O Corregedor e o Procurador não quiseram entrar na barca, pois eles tinham fé em Deus e
também porque havia outra barca em melhores condições, que os conduziria para um lugar mais
ameno. Quando chegam ao batel divíno, o Anjo e o Parvo zombam de suas ações, que eles não
tinham o direito de entrar alí, pois tudo que eles haviam feito de ruim, estava sendo pago agora,
com a ida de suas almas para o Inferno. Desistindo de ir para o paraíso, os dois ao entrarem no
batel dos condenados, encontram Brísida Vaz. Ela por sua vez, se sentiu aliviada por estar alí, pois
enquanto estava viva foi muito castigada pela Justiça
Veio um homem que morreu enforcado e ao chegar ao batel dos mal-aventurados, começou a
conversar com o Diabo. Ele tentou explicar porque ele não iria no batel do Inferno, que ele havia
sido perdoado por Deus ao morrer enforcado, mas isso não passou de uma mentira, pois ele teria
que morrer e arder no fogo do Inferno devido aos seus erros. Desistindo de tentar fugir de seu
futuro, ele acaba obedecendo as ordens do Diabo para ajudar a empurrar a barca e a remar, pois o
horário de partida estava próximo.
Depois disso, vieram quatro Cavaleiros cantando, na qual cada um trazia a Cruz de Cristo, pelo
Senhor e também para demonstrar a sua fé, pois eles haviam lutado em uma Cruzada contra os
Mulçumanos, no norte da África. Absolvidos da culpa e pena, por privilégio dos que morreram em
guerra, foram cantarolando felizes indo em direção ao batel do Céu.

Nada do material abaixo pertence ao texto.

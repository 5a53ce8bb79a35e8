// src/config.rs
use std::path::{Path, PathBuf};
use std::time::Duration;

use anyhow::{bail, Context, Result};
use serde::{Deserialize, Serialize};

use crate::assign::{AssignmentPolicy, OverflowPolicy};
use crate::budget::ErrorBudgetConfig;
use crate::rlimit::RlimitConfig;
use crate::scheduler::SchedulerConfig;
use crate::tokenizer::TraceLimits;

/// Replay run configuration, loaded from YAML. Every field is optional;
/// CLI flags override whatever the file sets.
#[derive(Debug, Deserialize, Serialize, Clone, PartialEq)]
pub struct ReplayConfig {
    /// Number of worker threads. Defaults to the number of CPUs.
    #[serde(default = "default_workers")]
    pub workers: usize,

    /// Bounded queue capacity per worker.
    #[serde(default = "default_queue_capacity")]
    pub queue_capacity: usize,

    /// How records are assigned to workers: round_robin, target_hash or affinity.
    #[serde(default)]
    pub assignment: AssignmentPolicy,

    /// What happens when a worker queue is full: block or reject.
    #[serde(default)]
    pub overflow: OverflowPolicy,

    /// With `overflow: block`, give up on a task after waiting this long
    /// (e.g. "250ms"). Default: wait forever.
    #[serde(default, with = "humantime_serde")]
    pub enqueue_timeout: Option<Duration>,

    /// Timing multiplier (2.0 = twice as fast as captured).
    #[serde(default = "default_speed")]
    pub speed: f64,

    /// Wait for each record's scheduled start. Off replays as fast as possible.
    #[serde(default = "default_true")]
    pub honor_timing: bool,

    /// Thresholds that cancel the run. Default: unlimited.
    #[serde(default)]
    pub error_budget: ErrorBudgetConfig,

    /// Line length and token count ceilings.
    #[serde(default)]
    pub limits: TraceLimits,

    /// Process resource limits raised before the pool starts.
    #[serde(default)]
    pub rlimits: RlimitConfig,

    /// Directory the filesystem executor replays under.
    #[serde(default)]
    pub target_root: Option<PathBuf>,

    /// Create missing parent directories under the target root on CREATE,
    /// WRITE and MKDIR.
    #[serde(default = "default_true")]
    pub create_parents: bool,

    /// Execute nothing; only exercise parsing and scheduling.
    #[serde(default)]
    pub dry_run: bool,

    /// Record what is replayed into this capture file.
    #[serde(default)]
    pub capture_out: Option<PathBuf>,

    /// Base path for TSV results (`<base>-results.tsv`).
    #[serde(default)]
    pub results_tsv: Option<PathBuf>,
}

fn default_workers() -> usize {
    num_cpus::get().max(1)
}

fn default_queue_capacity() -> usize {
    crate::constants::TASK_BUFFER_PER_THREAD
}

fn default_speed() -> f64 {
    crate::constants::DEFAULT_SPEED
}

fn default_true() -> bool {
    true
}

impl Default for ReplayConfig {
    fn default() -> Self {
        Self {
            workers: default_workers(),
            queue_capacity: default_queue_capacity(),
            assignment: AssignmentPolicy::default(),
            overflow: OverflowPolicy::default(),
            enqueue_timeout: None,
            speed: default_speed(),
            honor_timing: true,
            error_budget: ErrorBudgetConfig::default(),
            limits: TraceLimits::default(),
            rlimits: RlimitConfig::default(),
            target_root: None,
            create_parents: true,
            dry_run: false,
            capture_out: None,
            results_tsv: None,
        }
    }
}

impl ReplayConfig {
    pub fn load(path: &Path) -> Result<Self> {
        let text = std::fs::read_to_string(path)
            .with_context(|| format!("Failed to read config file: {}", path.display()))?;
        Self::from_yaml(&text)
            .with_context(|| format!("Failed to parse config file: {}", path.display()))
    }

    pub fn from_yaml(text: &str) -> Result<Self> {
        Ok(serde_yaml::from_str(text)?)
    }

    /// Trace limits from an optional config file, for commands that only
    /// parse traces. Without a file the defaults apply.
    pub fn load_trace_limits(path: Option<&Path>) -> Result<TraceLimits> {
        let cfg = match path {
            Some(p) => Self::load(p)?,
            None => Self::default(),
        };
        cfg.validate_limits()?;
        Ok(cfg.limits)
    }

    pub fn validate_limits(&self) -> Result<()> {
        if self.limits.max_line_len == 0 {
            bail!("limits.max_line_len must be at least 1");
        }
        if self.limits.max_tokens < 2 {
            bail!("limits.max_tokens must be at least 2 (kind and target)");
        }
        Ok(())
    }

    pub fn validate(&self) -> Result<()> {
        self.scheduler_config().validate()?;
        self.validate_limits()?;
        if !self.dry_run && self.target_root.is_none() {
            bail!("a target root is required unless dry_run is set");
        }
        if let Some(root) = &self.target_root {
            if !root.is_dir() {
                bail!("target root {} is not a directory", root.display());
            }
        }
        Ok(())
    }

    pub fn scheduler_config(&self) -> SchedulerConfig {
        SchedulerConfig {
            workers: self.workers,
            queue_capacity: self.queue_capacity,
            assignment: self.assignment,
            overflow: self.overflow,
            enqueue_timeout: self.enqueue_timeout,
            speed: self.speed,
            honor_timing: self.honor_timing,
            error_budget: self.error_budget.clone(),
        }
    }
}
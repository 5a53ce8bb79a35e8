//! Run-level cancellation
//!
//! A [`CancelToken`] is cloned into the producer, every worker, the signal
//! handler and the error budget check. The first `cancel` wins and its
//! reason is what the run summary reports.

use std::fmt;
use std::sync::{Arc, OnceLock};

use parking_lot::Mutex;
use tracing::warn;

/// Why a run was cancelled
#[derive(Debug, Clone, PartialEq)]
pub enum CancelReason {
    /// SIGINT / Ctrl-C
    Interrupted,
    /// The configured error budget was exhausted
    ErrorBudgetExceeded(String),
    /// Cancelled programmatically
    Requested,
}

impl fmt::Display for CancelReason {
    fn fmt(&self, f: &mut fmt::Formatter<'_>) -> fmt::Result {
        match self {
            CancelReason::Interrupted => f.write_str("interrupted"),
            CancelReason::ErrorBudgetExceeded(why) => write!(f, "error budget exceeded: {}", why),
            CancelReason::Requested => f.write_str("cancel requested"),
        }
    }
}

type Hook = Box<dyn Fn() + Send + Sync>;

/// Handle for removing a hook registered with [`CancelToken::on_cancel`]
#[derive(Debug, Clone, Copy, PartialEq, Eq)]
pub struct HookId(u64);

#[derive(Default)]
struct Hooks {
    next_id: u64,
    pending: Vec<(u64, Hook)>,
}

struct Inner {
    reason: OnceLock<CancelReason>,
    hooks: Mutex<Hooks>,
}

#[derive(Clone)]
pub struct CancelToken {
    inner: Arc<Inner>,
}

impl CancelToken {
    pub fn new() -> Self {
        Self {
            inner: Arc::new(Inner {
                reason: OnceLock::new(),
                hooks: Mutex::new(Hooks::default()),
            }),
        }
    }

    /// Cancel with `reason`. Returns `false` if the token was already
    /// cancelled, in which case the original reason stands.
    pub fn cancel(&self, reason: CancelReason) -> bool {
        if self.inner.reason.set(reason).is_err() {
            return false;
        }
        if let Some(reason) = self.inner.reason.get() {
            warn!("Cancelling replay: {}", reason);
        }
        let hooks = std::mem::take(&mut self.inner.hooks.lock().pending);
        for (_, hook) in hooks {
            hook();
        }
        true
    }

    pub fn is_cancelled(&self) -> bool {
        self.inner.reason.get().is_some()
    }

    pub fn reason(&self) -> Option<CancelReason> {
        self.inner.reason.get().cloned()
    }

    /// Run `hook` once on cancellation; immediately if already cancelled.
    ///
    /// Tokens can outlive a run, so callers that register per-run hooks
    /// remove them with [`CancelToken::remove_hook`] when the run ends.
    pub fn on_cancel<F>(&self, hook: F) -> HookId
    where
        F: Fn() + Send + Sync + 'static,
    {
        let id = {
            let mut hooks = self.inner.hooks.lock();
            let id = hooks.next_id;
            hooks.next_id += 1;
            if !self.is_cancelled() {
                hooks.pending.push((id, Box::new(hook)));
                return HookId(id);
            }
            id
        };
        hook();
        HookId(id)
    }

    /// Drop a hook that has not run yet. `false` if it already ran or was
    /// removed.
    pub fn remove_hook(&self, id: HookId) -> bool {
        let mut hooks = self.inner.hooks.lock();
        let before = hooks.pending.len();
        hooks.pending.retain(|(hid, _)| *hid != id.0);
        hooks.pending.len() != before
    }

    #[cfg(test)]
    pub(crate) fn pending_hooks(&self) -> usize {
        self.inner.hooks.lock().pending.len()
    }
}

impl Default for CancelToken {
    fn default() -> Self {
        Self::new()
    }
}

impl fmt::Debug for CancelToken {
    fn fmt(&self, f: &mut fmt::Formatter<'_>) -> fmt::Result {
        f.debug_struct("CancelToken")
            .field("reason", &self.inner.reason.get())
            .finish()
    }
}

#[cfg(test)]
mod tests {
    use super::*;
    use std::sync::atomic::{AtomicUsize, Ordering};

    #[test]
    fn test_first_reason_wins() {
        let token = CancelToken::new();
        assert!(!token.is_cancelled());
        assert!(token.cancel(CancelReason::Interrupted));
        assert!(!token.cancel(CancelReason::Requested));
        assert_eq!(token.reason(), Some(CancelReason::Interrupted));
        assert!(token.clone().is_cancelled());
    }

    #[test]
    fn test_hooks_run_once() {
        let token = CancelToken::new();
        let hits = Arc::new(AtomicUsize::new(0));
        let h = hits.clone();
        token.on_cancel(move || {
            h.fetch_add(1, Ordering::SeqCst);
        });

        token.cancel(CancelReason::Requested);
        token.cancel(CancelReason::Requested);
        assert_eq!(hits.load(Ordering::SeqCst), 1);

        // Late registration fires immediately
        let h = hits.clone();
        token.on_cancel(move || {
            h.fetch_add(1, Ordering::SeqCst);
        });
        assert_eq!(hits.load(Ordering::SeqCst), 2);
    }

    #[test]
    fn test_removed_hook_never_runs() {
        let token = CancelToken::new();
        let hits = Arc::new(AtomicUsize::new(0));
        let h = hits.clone();
        let id = token.on_cancel(move || {
            h.fetch_add(1, Ordering::SeqCst);
        });
        let keep = token.on_cancel(|| {});
        assert_ne!(id, keep);
        assert_eq!(token.pending_hooks(), 2);

        assert!(token.remove_hook(id));
        assert!(!token.remove_hook(id));
        assert_eq!(token.pending_hooks(), 1);

        token.cancel(CancelReason::Requested);
        assert_eq!(hits.load(Ordering::SeqCst), 0);
        assert_eq!(token.pending_hooks(), 0);
    }
}
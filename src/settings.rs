//! Fixed animation constants.
//!
//! Every phase has its own block of tuning values. These are not exposed
//! through the config file; the animation is only guaranteed to look right
//! with exactly these numbers.

use std::f64::consts::PI;
use std::time::Duration;

use tiny_skia::Color;

/// Minimum spacing between two resize-triggered redraws.
pub const REDRAW_CANVAS_TIME: Duration = Duration::from_millis(300);

/// Target interval between two animation frames (~60 fps).
pub const FRAME_INTERVAL: Duration = Duration::from_millis(16);

/// Label shown in the middle of the loader when none is configured.
pub const DEFAULT_LABEL: &str = "Loading...";

/// Label font size in device pixels.
pub const LABEL_FONT_SIZE: f32 = 22.0;

// ---------------------------------------------------------------------------
// Phase 1: contracting quadrant arcs
// ---------------------------------------------------------------------------

#[derive(Debug, Clone, Copy)]
pub struct FirstAnimation {
    /// Divisor applied to the surface diagonal to get the starting radius.
    pub range_radius: f64,
    /// Rotation applied to the frame on every tick (radians).
    pub default_rotate_value: f64,
    /// Radius below which the arcs hand off to phase 2.
    pub min_radius_value: f64,
    pub radius_speed: f64,
    /// Added to the accumulated deceleration term every tick.
    pub radius_acceleration: f64,
    /// Initial angular gap between neighbouring arcs.
    pub offset_between_parts: f64,
    pub offset_speed: f64,
    pub part_line_width: f32,
}

pub const FIRST_ANIMATION: FirstAnimation = FirstAnimation {
    range_radius: 1.9,
    default_rotate_value: PI / 100.0,
    min_radius_value: 1.0,
    radius_speed: 5.0,
    radius_acceleration: 0.2,
    offset_between_parts: 0.4,
    offset_speed: 0.001,
    part_line_width: 20.0,
};

// ---------------------------------------------------------------------------
// Phase 2: pulsing radial loader
// ---------------------------------------------------------------------------

#[derive(Debug, Clone, Copy)]
pub struct SecondAnimation {
    pub loader_speed: f64,
    pub loader_acceleration: f64,
    pub loader_offset_between_parts: f64,
    pub default_rotate_loader_value: f64,
    pub slowdown_rotate: f64,
    pub min_loader_radius: f64,
    pub max_loader_radius: f64,
    pub loader_line_width: f32,

    pub background_radius_speed: f64,
    pub background_radius_acceleration: f64,

    /// Initial growth speed of the halo once the ring is fully grown.
    pub increase_speed: f64,
    pub decrease_speed_of_increase_speed: f64,
    /// Share of the halo range (in percent) after which growth starts to decay.
    pub percent_of_decrease: f64,
    pub min_increase_speed: f64,

    pub min_text_alpha: f64,
    pub max_text_alpha: f64,
    pub text_alpha_speed: f64,
}

pub const SECOND_ANIMATION: SecondAnimation = SecondAnimation {
    loader_speed: 3.0,
    loader_acceleration: 1.1,
    loader_offset_between_parts: 0.6,
    default_rotate_loader_value: PI / 50.0,
    slowdown_rotate: 0.0007,
    min_loader_radius: 150.0,
    max_loader_radius: 200.0,
    loader_line_width: 4.0,

    background_radius_speed: 5.0,
    background_radius_acceleration: 1.15,

    increase_speed: 0.3,
    decrease_speed_of_increase_speed: 0.005,
    percent_of_decrease: 20.0,
    min_increase_speed: 0.1,

    min_text_alpha: 0.3,
    max_text_alpha: 1.0,
    text_alpha_speed: 0.008,
};

// ---------------------------------------------------------------------------
// Phases 3 and 4: twist and clear (no handler registered yet)
// ---------------------------------------------------------------------------

#[derive(Debug, Clone, Copy)]
pub struct ThirdAnimation {
    pub max_twisted_value: f64,
    pub twist_duration: f64,
    pub twist_speed_first_part: f64,
    pub twist_speed_second_part: f64,
    pub twist_speed_third_part: f64,
    pub radius_speed_first_part: f64,
    pub radius_speed_second_part: f64,
    pub radius_speed_third_part: f64,
}

pub const THIRD_ANIMATION: ThirdAnimation = ThirdAnimation {
    max_twisted_value: 250.0,
    twist_duration: 20.0,
    twist_speed_first_part: 0.15,
    twist_speed_second_part: 0.005,
    twist_speed_third_part: 0.2,
    radius_speed_first_part: 5.0,
    radius_speed_second_part: 0.1,
    radius_speed_third_part: 10.0,
};

#[derive(Debug, Clone, Copy)]
pub struct FourthAnimation {
    pub circle_line_width: f64,
    pub default_clear_circle_radius: f64,
    pub clear_circle_radius_speed: f64,
    pub clear_circle_radius_acceleration: f64,
}

pub const FOURTH_ANIMATION: FourthAnimation = FourthAnimation {
    circle_line_width: 4.0,
    default_clear_circle_radius: 0.0,
    clear_circle_radius_speed: 1.0,
    clear_circle_radius_acceleration: 1.2,
};

// ---------------------------------------------------------------------------
// Colors
// ---------------------------------------------------------------------------

/// Stroke color of the phase 1 arcs and gradient center (#700000).
pub const MAIN: [u8; 4] = [0x70, 0x00, 0x00, 0xff];

/// Gradient edge color (#FF6633).
pub const LIGHTER_MAIN: [u8; 4] = [0xff, 0x66, 0x33, 0xff];

/// Loader ring color and page background.
pub const WHITE: [u8; 4] = [0xff, 0xff, 0xff, 0xff];

/// Label fill color; alpha is applied per frame.
pub const LABEL: [u8; 4] = [0xff, 0x00, 0x00, 0xff];

/// Convert one of the RGBA constants above into a tiny-skia color.
pub fn color(rgba: [u8; 4]) -> Color {
    Color::from_rgba8(rgba[0], rgba[1], rgba[2], rgba[3])
}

Ao passarem na frente do batel do Inferno, cantando, segurando suas espadas e escudos, o Diabo
não resiste e os pergunta porque eles não pararam para questionar para onde sua barca iria.
Convidando=os para entrar, o Diabo recebe uma resposta não muito agradável de um dos
Cavaleiros, pois esse disse que quem morresse por Jesus Cristo, não entraria em tal barca.
Tornaram a prosseguir, cantarolando, em direção à barca da Glória, que quando eles chegaram
nela, o Anjo os recebeu muito bem e disse que estava à espera deles por muito tempo. Sendo
assim, os quatro Cavaleiros embarcaram e tomaram rumo em direção ao Paraíso, já que morreram
por Deus e porque eram livres de qualquer pecado.